Pay-per-output? AI firms blindsided by beefed up robots.txt instructions.

ccunning@lemmy.world · 8 hours ago

Pay-per-output? AI firms blindsided by beefed up robots.txt instructions.

Kissaki@feddit.org · 3 hours ago

evolves robots.txt instructions by adding an automated licensing layer that’s designed to block bots that don’t fairly compensate creators for content

robots.txt - the well known technology to block bad-intention bots /s

What’s automated about the licensing layer? At some point, I started skimming the article. They didn’t seem clear about it. The AI can “automatically” parse it?

# NOTICE: all crawlers and bots are strictly prohibited from using this 
# content for AI training without complying with the terms of the RSL 
# Collective AI royalty license. Any use of this content for AI training 
# without a license is a violation of our intellectual property rights.

License: https://rslcollective.org/royalty.xml

Yeah, this is as useless as I thought it would be. Nothing here is actively blocking.

I love that the XML then points to a text/html content website. I guess nothing for machine parsing, maybe for AI parsing.

I don’t remember which AI company, but they argued they’re not crawlers but agents acting on the users behalf for their specific request/action, ignoring robots.txt. Who knows how they will react. But their incentives and history is ignoring robots.txt.

Why ~~am I~~ is this comment so negative. Oh well.

billwashere@lemmy.world · 4 hours ago

The issue is the line that says “compensate creators”. Reddit still thinks it’s the creator, not the individual users.

FaceDeer@fedia.io · 6 hours ago

And suddenly the Internet is gung-ho in favor of EULAs being enforceable simply by reading the content the website has already provided.

Recent major court cases have held that the training of an AI model is fair use and doesn’t involve copyright violation, so I don’t think licensing actually matters in this case. They’d have to put the content behind a paywall to stop the trainer from seeing it in the first place.

ccunning@lemmy.world · 6 hours ago

I guess that’s a different court case than the one where Anthropic offered to pay $1.5 billion?

FaceDeer@fedia.io · 2 hours ago

Nope, this was one of them. The case had two parts, one about the training and one about the downloading of pirated books. The judge issued a preliminary judgment about the training part, that was declared fair use without any further need to address it in trial. The downloading was what was proceeding to trial and what the settlement offer was about.

NewNewAugustEast@lemmy.zip · 5 hours ago

Totally different. Anthropic could have bought all the books and trained on them. Pirating is a different topic.

corsicanguppy@lemmy.ca · 4 hours ago

Anthropic could have bought

You think buying the books would let them plagiarize ? That doesn’t seem to be normal in the “book buying” process.

NewNewAugustEast@lemmy.zip · edit-2 3 hours ago

Doesn’t really matter what I think, its a different concept than pirating.

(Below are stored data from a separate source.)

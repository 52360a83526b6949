use std::fs;
use std::io::{self, Read};
use std::path::PathBuf;
use std::process;

use clap::Parser as ClapParser;
use kissc::config::Loader;
use kissc::{Options, generate_assembly_with, interpret};
use tracing_subscriber::EnvFilter;

/// Compile a KISS program to 68000 assembly.
#[derive(Debug, ClapParser)]
#[command(name = "kissc", version, about)]
struct Cli {
  /// Source file; standard input when omitted.
  file: Option<PathBuf>,

  /// TOML file layered over the built-in defaults.
  #[arg(long, value_name = "FILE")]
  config: Option<PathBuf>,

  /// List the global symbol table after the program.
  #[arg(long)]
  dump_symbols: bool,

  /// Prefix for generated branch labels.
  #[arg(long, value_name = "PREFIX")]
  label_prefix: Option<String>,

  /// Evaluate the program instead of compiling it.
  #[arg(long)]
  interpret: bool,

  /// Comma separated values consumed by READ in interpreter mode.
  #[arg(long, value_delimiter = ',', allow_hyphen_values = true)]
  input: Vec<i32>,
}

fn main() {
  tracing_subscriber::fmt()
    .with_env_filter(EnvFilter::from_default_env())
    .with_writer(io::stderr)
    .init();

  let cli = Cli::parse();

  let source = match read_source(cli.file.as_ref()) {
    Ok(source) => source,
    Err(err) => {
      eprintln!("kissc: {err}");
      process::exit(1);
    }
  };

  if cli.interpret {
    match interpret(&source, &cli.input) {
      Ok(values) => {
        for value in values {
          println!("{value}");
        }
      }
      Err(err) => fail(&err),
    }
    return;
  }

  let options = match load_options(&cli) {
    Ok(options) => options,
    Err(err) => {
      eprintln!("kissc: {err}");
      process::exit(1);
    }
  };

  match generate_assembly_with(&source, &options) {
    Ok(asm) => print!("{asm}"),
    Err(err) => fail(&err),
  }
}

fn fail(err: &kissc::CompileError) -> ! {
  eprintln!("{}", err.render());
  process::exit(1);
}

fn read_source(file: Option<&PathBuf>) -> io::Result<String> {
  match file {
    Some(path) => fs::read_to_string(path),
    None => {
      let mut source = String::new();
      io::stdin().read_to_string(&mut source)?;
      Ok(source)
    }
  }
}

fn load_options(cli: &Cli) -> Result<Options, config::ConfigError> {
  let mut loader = Loader::new();
  if let Some(path) = &cli.config {
    loader = loader.with_file(path);
  }
  if cli.dump_symbols {
    loader = loader.set_override("listing.dump_symbols", true)?;
  }
  if let Some(prefix) = &cli.label_prefix {
    loader = loader.set_override("codegen.label_prefix", prefix.as_str())?;
  }
  loader.build()
}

Hence a different thing than what was getting ruled on.

I mean AI or not look at it this way: if a company wanted to train their workers and pirated all the training manuals, piracy is the issue, not the training.

tchambers@crust.piefed.social · 5 hours ago

Wonder if this could work for Fediverse servers too.

underline960@sh.itjust.works · 7 hours ago

Leeds told Ars that the RSL standard doesn’t just benefit publishers, though. It also solves a problem for AI companies, which have complained in litigation over AI scraping that there is no effective way to license content across the web.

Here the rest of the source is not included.